* WHAT IS EXPECTED *
Copy each line of the entries that contains the word "triple".

Saved entries

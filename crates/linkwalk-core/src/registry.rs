//! Stable identifiers for the path patterns of the original query.
//!
//! Continuation queries never alter predicates, so a pattern's canonical
//! signature is the same in every descendant of the original query. The
//! registry maps each distinct signature (in order of first appearance) to
//! an id `tp0`, `tp1`, ... and resolves either form back to that id.

use std::collections::HashMap;
use std::fmt;

use linkwalk_sparql::BgpQuery;
use serde::{Deserialize, Serialize};

#[derive(Debug, Clone, PartialEq, Eq, Hash, PartialOrd, Ord, Serialize, Deserialize)]
pub struct PatternId(String);

impl PatternId {
    pub fn as_str(&self) -> &str {
        &self.0
    }
}

impl fmt::Display for PatternId {
    fn fmt(&self, f: &mut fmt::Formatter<'_>) -> fmt::Result {
        f.write_str(&self.0)
    }
}

#[derive(Debug, Clone, Default)]
pub struct PatternRegistry {
    by_signature: HashMap<String, PatternId>,
    by_id: HashMap<PatternId, String>,
}

impl PatternRegistry {
    pub fn new() -> Self {
        Self::default()
    }

    /// Registry for `original`, built in one pass.
    pub fn from_original(original: &BgpQuery) -> Self {
        let mut registry = Self::new();
        registry.register_original(original);
        registry
    }

    /// Assign ids to every path pattern of the original query. Variable
    /// predicates have no signature and are skipped. Re-registering a
    /// signature keeps its first id.
    pub fn register_original(&mut self, original: &BgpQuery) {
        for triple in &original.triples {
            let Some(signature) = triple.predicate.signature() else {
                continue;
            };
            if self.by_signature.contains_key(&signature) {
                continue;
            }
            let id = PatternId(format!("tp{}", self.by_id.len()));
            self.by_id.insert(id.clone(), signature.clone());
            self.by_signature.insert(signature, id);
        }
    }

    /// Resolve a signature or an already-assigned id to the original id.
    pub fn resolve(&self, signature_or_id: &str) -> Option<&PatternId> {
        if let Some(id) = self.by_signature.get(signature_or_id) {
            return Some(id);
        }
        self.by_id
            .get_key_value(&PatternId(signature_or_id.to_string()))
            .map(|(id, _)| id)
    }

    pub fn signature_of(&self, id: &PatternId) -> Option<&str> {
        self.by_id.get(id).map(String::as_str)
    }

    pub fn len(&self) -> usize {
        self.by_id.len()
    }

    pub fn is_empty(&self) -> bool {
        self.by_id.is_empty()
    }

    pub fn clear(&mut self) {
        self.by_signature.clear();
        self.by_id.clear();
    }
}
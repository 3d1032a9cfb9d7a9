//! The traversal driver.
//!
//! `start` submits the original query; every later `step` takes one task
//! off the frontier, checks it against the visited index, and submits it.
//! Control signals coming back from a submission are deduplicated against
//! the visited index, rewritten into continuation queries, and queued.
//!
//! A task is only dequeued after the previous submission resolved or was
//! abandoned by a stop, so the frontier and visited index are never touched
//! by two submissions at once.

use std::sync::Arc;

use linkwalk_sparql::{parse_query, BgpQuery};
use serde::{Deserialize, Serialize};
use tokio::sync::watch;
use tracing::{debug, error, info, warn};

use crate::config::{TraversalConfig, TraversalMode};
use crate::error::TraversalError;
use crate::rewriter;
use crate::session::{superseded, ExecutionSession, StopHandle};
use crate::signal::ControlSignal;
use crate::task::{ExpandTask, TaskId};
use crate::transport::{Transport, TransportOutcome};

// ============================================================================
// Events
// ============================================================================

/// Progress notifications for whoever renders the execution.
#[derive(Debug, Clone, Serialize, Deserialize)]
pub enum TraversalEvent {
    Started { generation: u64 },
    Expanded {
        task: TaskId,
        solutions: usize,
        queued: usize,
        pending: usize,
    },
    Exhausted { solutions: usize },
    Stopped,
    Failed { message: String },
}

pub type TraversalEventHandler = Box<dyn Fn(&TraversalEvent) + Send + Sync>;

#[derive(Debug, Clone, Copy, PartialEq, Eq)]
pub enum StepOutcome {
    /// One task was submitted and its signals absorbed.
    Expanded {
        task: TaskId,
        solutions: usize,
        queued: usize,
    },
    /// Nothing left on the frontier that must be expanded.
    Exhausted,
    /// The execution was stopped; pending work was discarded.
    Stopped,
}

impl StepOutcome {
    pub fn is_terminal(&self) -> bool {
        matches!(self, StepOutcome::Exhausted | StepOutcome::Stopped)
    }
}

// ============================================================================
// Driver
// ============================================================================

pub struct Traversal {
    config: TraversalConfig,
    transport: Arc<dyn Transport>,
    generation_tx: Arc<watch::Sender<u64>>,
    generation_rx: watch::Receiver<u64>,
    session: Option<ExecutionSession>,
    handlers: Vec<TraversalEventHandler>,
}

impl Traversal {
    pub fn new(config: TraversalConfig, transport: Arc<dyn Transport>) -> Self {
        let (tx, rx) = watch::channel(0u64);
        Self {
            config,
            transport,
            generation_tx: Arc::new(tx),
            generation_rx: rx,
            session: None,
            handlers: Vec::new(),
        }
    }

    pub fn config(&self) -> &TraversalConfig {
        &self.config
    }

    pub fn session(&self) -> Option<&ExecutionSession> {
        self.session.as_ref()
    }

    pub fn stop_handle(&self) -> StopHandle {
        StopHandle::new(self.generation_tx.clone())
    }

    pub fn on_event(&mut self, handler: TraversalEventHandler) {
        self.handlers.push(handler);
    }

    fn emit(&self, event: TraversalEvent) {
        for handler in &self.handlers {
            handler(&event);
        }
    }

    /// True while there is frontier work left in a live execution.
    pub fn is_running(&self) -> bool {
        self.session
            .as_ref()
            .is_some_and(|s| !self.is_stale(s.generation) && !s.frontier.is_empty())
    }

    fn is_stale(&self, generation: u64) -> bool {
        *self.generation_rx.borrow() != generation
    }

    /// Begin a fresh execution: new session, endpoint configuration, then
    /// submission of the original query.
    pub async fn start(&mut self) -> Result<StepOutcome, TraversalError> {
        let original = match parse_query(&self.config.query) {
            Ok(query) => query,
            Err(e) => {
                self.session = None;
                return Err(self.fail(e.into()));
            }
        };
        let generation = *self.generation_rx.borrow();

        let mut session = ExecutionSession::new(&original, self.config.policy, generation);
        let root = session.tasks.root(self.config.query.clone());
        info!(
            generation,
            patterns = session.registry().len(),
            max_depth = self.config.max_depth,
            "query execution started"
        );
        self.session = Some(session);
        self.emit(TraversalEvent::Started { generation });

        let mut rx = self.generation_rx.clone();
        let configured = tokio::select! {
            res = self.transport.configure(self.config.quantum, self.config.max_depth) => Some(res),
            _ = superseded(&mut rx, generation) => None,
        };
        match configured {
            None => return Ok(self.finish_stopped()),
            Some(Err(e)) => return Err(self.fail(e.into())),
            Some(Ok(())) => {}
        }

        self.execute(root).await
    }

    /// Expand the next frontier task that passes `must_expand`.
    pub async fn step(&mut self) -> Result<StepOutcome, TraversalError> {
        let generation = self
            .session
            .as_ref()
            .map(|s| s.generation)
            .ok_or(TraversalError::NotStarted)?;
        if self.is_stale(generation) {
            return Ok(self.finish_stopped());
        }

        let next = match self.next_expandable() {
            Ok(next) => next,
            Err(e) => return Err(self.fail(e)),
        };
        match next {
            Some(task) => self.execute(task).await,
            None => {
                let solutions = self.session.as_ref().map_or(0, |s| s.results.len());
                info!(solutions, "frontier exhausted");
                self.emit(TraversalEvent::Exhausted { solutions });
                Ok(StepOutcome::Exhausted)
            }
        }
    }

    /// `start`, then (in auto mode) `step` until the frontier is drained or
    /// the execution is stopped. In step mode only the original query runs.
    pub async fn run(&mut self) -> Result<StepOutcome, TraversalError> {
        let mut outcome = self.start().await?;
        if self.config.mode == TraversalMode::Step {
            return Ok(outcome);
        }
        while !outcome.is_terminal() {
            outcome = self.step().await?;
        }
        Ok(outcome)
    }

    /// Stop the current execution and discard its pending work.
    pub fn stop(&mut self) {
        self.generation_tx.send_modify(|g| *g += 1);
        self.finish_stopped();
    }

    fn next_expandable(&mut self) -> Result<Option<Arc<ExpandTask>>, TraversalError> {
        let session = self.session.as_mut().ok_or(TraversalError::NotStarted)?;
        while let Some(task) = session.frontier.pop() {
            let Some(signal) = &task.signal else {
                return Ok(Some(task));
            };
            if session.visited.must_expand(signal)? {
                return Ok(Some(task));
            }
            debug!(
                task = %task.id,
                node = %signal.node,
                depth = signal.depth,
                "dequeued task does not need expansion"
            );
        }
        Ok(None)
    }

    async fn execute(&mut self, task: Arc<ExpandTask>) -> Result<StepOutcome, TraversalError> {
        let generation = self
            .session
            .as_ref()
            .map(|s| s.generation)
            .ok_or(TraversalError::NotStarted)?;

        debug!(task = %task.id, depth = task.depth_in_tree(), "submitting query");
        let mut rx = self.generation_rx.clone();
        let result = tokio::select! {
            res = self.transport.execute(&task, &self.config.graph) => Some(res),
            _ = superseded(&mut rx, generation) => None,
        };

        let Some(result) = result else {
            return Ok(self.finish_stopped());
        };
        if self.is_stale(generation) {
            warn!(task = %task.id, "discarding result of a stopped execution");
            return Ok(self.finish_stopped());
        }

        let outcome = match result {
            Ok(outcome) => outcome,
            Err(e) => return Err(self.fail(e.into())),
        };
        match self.absorb(&task, outcome) {
            Ok(step) => Ok(step),
            Err(e) => Err(self.fail(e)),
        }
    }

    fn absorb(
        &mut self,
        task: &Arc<ExpandTask>,
        outcome: TransportOutcome,
    ) -> Result<StepOutcome, TraversalError> {
        let session = self.session.as_mut().ok_or(TraversalError::NotStarted)?;
        let solutions = outcome.solutions.len();
        session.results.extend(outcome.solutions);

        let mut queued = 0;
        if !outcome.signals.is_empty() {
            let prior = parse_query(&task.query)?;
            for signal in outcome.signals {
                if admit(session, task, &prior, signal)? {
                    queued += 1;
                }
            }
        }
        let pending = session.frontier.len();

        self.emit(TraversalEvent::Expanded {
            task: task.id,
            solutions,
            queued,
            pending,
        });
        Ok(StepOutcome::Expanded {
            task: task.id,
            solutions,
            queued,
        })
    }

    /// Stopped is announced once per execution; later calls only report it.
    fn finish_stopped(&mut self) -> StepOutcome {
        let first = self.session.as_mut().map_or(true, |s| s.mark_stopped());
        if first {
            info!("query execution stopped");
            self.emit(TraversalEvent::Stopped);
        }
        StepOutcome::Stopped
    }

    fn fail(&mut self, err: TraversalError) -> TraversalError {
        if !err.is_fatal() {
            return err;
        }
        error!(error = %err, "query execution aborted");
        if let Some(session) = self.session.as_mut() {
            session.clear();
        }
        self.emit(TraversalEvent::Failed {
            message: err.to_string(),
        });
        err
    }
}

/// Record the signal in the visited index and queue its continuation,
/// unless the node was already reached at the same or a smaller depth.
fn admit(
    session: &mut ExecutionSession,
    parent: &Arc<ExpandTask>,
    prior: &BgpQuery,
    mut signal: ControlSignal,
) -> Result<bool, TraversalError> {
    // Signals may name the pattern by id; the rewriter matches signatures.
    if let Some(signature) = session
        .registry()
        .resolve(&signal.path_signature)
        .and_then(|id| session.registry().signature_of(id))
    {
        signal.path_signature = signature.to_string();
    }

    match session.visited.recorded_depth(&signal)? {
        None => session.visited.mark_as_visited(&signal)?,
        Some(recorded) if signal.depth < recorded => {
            session.visited.update_visited_depth(&signal)?
        }
        Some(recorded) => {
            debug!(node = %signal.node, depth = signal.depth, recorded, "already visited");
            return Ok(false);
        }
    }

    let next = rewriter::expand(prior, &signal)?;
    let child = session
        .tasks
        .create(Some(parent.clone()), next.to_sparql(), Some(signal));
    debug!(task = %child.id, parent = %parent.id, "continuation queued");
    session.frontier.push(child);
    Ok(true)
}
//! Stable, non-cryptographic digests.
//!
//! Used to reduce composite lookup keys (pattern id + serialized binding
//! context) to a fixed-width string.
//!
//! - algorithm: **FNV-1a 64-bit**
//! - output: `"fnv1a64:<16 lowercase hex digits>"`
//!
//! This is not a security primitive; only practical uniqueness matters.

/// Prefix used in serialized digests.
pub const DIGEST_PREFIX: &str = "fnv1a64:";

const FNV_OFFSET_BASIS: u64 = 0xcbf29ce484222325;
const FNV_PRIME: u64 = 0x00000100000001b3;

/// Digest of a sequence of parts, each terminated by a `0x1f` unit
/// separator so that `["ab", "c"]` and `["a", "bc"]` differ.
pub fn fnv1a64_digest_parts<'a>(parts: impl IntoIterator<Item = &'a str>) -> String {
    let mut hash = FNV_OFFSET_BASIS;
    for part in parts {
        add(&mut hash, part.as_bytes());
        add(&mut hash, &[0x1f]);
    }
    format!("{DIGEST_PREFIX}{hash:016x}")
}

fn add(hash: &mut u64, bytes: &[u8]) {
    for b in bytes {
        *hash ^= (*b) as u64;
        *hash = hash.wrapping_mul(FNV_PRIME);
    }
}

#[cfg(test)]
mod tests {
    use super::*;

    #[test]
    fn digest_has_expected_prefix_and_width() {
        let d = fnv1a64_digest_parts(["tp0", r#"{"y":"b"}"#]);
        assert!(d.starts_with(DIGEST_PREFIX));
        assert_eq!(d.len(), DIGEST_PREFIX.len() + 16);
    }

    #[test]
    fn no_parts_is_offset_basis() {
        assert_eq!(fnv1a64_digest_parts([]), "fnv1a64:cbf29ce484222325");
    }

    #[test]
    fn part_boundaries_matter() {
        assert_ne!(
            fnv1a64_digest_parts(["ab", "c"]),
            fnv1a64_digest_parts(["a", "bc"])
        );
        assert_eq!(
            fnv1a64_digest_parts(["tp0", "{}"]),
            fnv1a64_digest_parts(["tp0", "{}"])
        );
    }
}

* SOLVED EXERCISE *
        for triple in &original.triples {
            let Some(signature) = triple.predicate.signature() else {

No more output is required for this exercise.